The 2010 Winter Olympics Torch Relay was a 106-day run, from October 30, 2009 until February 12, 2010, prior to the 2010 Winter Olympics. Plans for the relay were originally announced November 21, 2008 by the Vancouver Organizing Committee for the 2010 Olympic and Paralympic Winter Games (VANOC). Communities were initially informed in June 2008, but the locations were not announced for "security reasons". Exact routes were later announced several weeks before the start of the torch relay.
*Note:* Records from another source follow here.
//! Webhook Module - Gateway callback ingestion and status reconciliation
//!
//! Ingestion resolves the owning tenant from the instance id, verifies the
//! signature and stores the raw callback. Reconciliation runs later from the
//! task queue against the stored entry.

mod event;
mod ingest;
mod reconcile;

pub use event::{normalize_event_type, WebhookEnvelope, WebhookEvent};
pub use ingest::{Accepted, IngestError, IngestRequest, WebhookIngestor};
pub use reconcile::{ReconcileOutcome, StatusReconciler};
//! Parley Storage - Database access layer
//!
//! Repository traits with PostgreSQL implementations, plus an in-process
//! memory backend implementing the same traits.

pub mod db;
pub mod memory;
pub mod models;
pub mod repository;

pub use db::DatabasePool;
pub use memory::MemoryStore;
pub use models::*;
pub use repository::*;
//! Shared handler state

use parley_core::{CampaignManager, SessionManager, WebhookIngestor};
use parley_storage::repository::Repositories;
use std::sync::Arc;

/// Everything a handler can reach
#[derive(Clone)]
pub struct AppState {
    pub repos: Repositories,
    pub campaigns: Arc<CampaignManager>,
    pub ingestor: Arc<WebhookIngestor>,
    pub sessions: Arc<SessionManager>,
}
The torches used in the Olympic relay were designed by Leo Obstbaum (1969–2009), the late director of design for the 2010 Winter Games.
 
There were an estimated 12,000 torchbearers, including notable Canadian celebrities such as Shania Twain, Simon Whitfield, Silken Lauman, Alexandre Despatie, Catriona Le May Doan and John Hayman and past and present NHL hockey stars including Sidney Crosby, Wayne Gretzky, and the captains of the Vancouver Canucks teams that went to the Stanley Cup Finals, Trevor Linden () and Stan Smyl (). In fact, many television personalities were selected as torchbearers for the relay, mainly from CTV's parent company, CTVglobemedia. Matt Lauer and American actor, bodybuilder, and former California Governor Arnold Schwarzenegger were also torch bearers.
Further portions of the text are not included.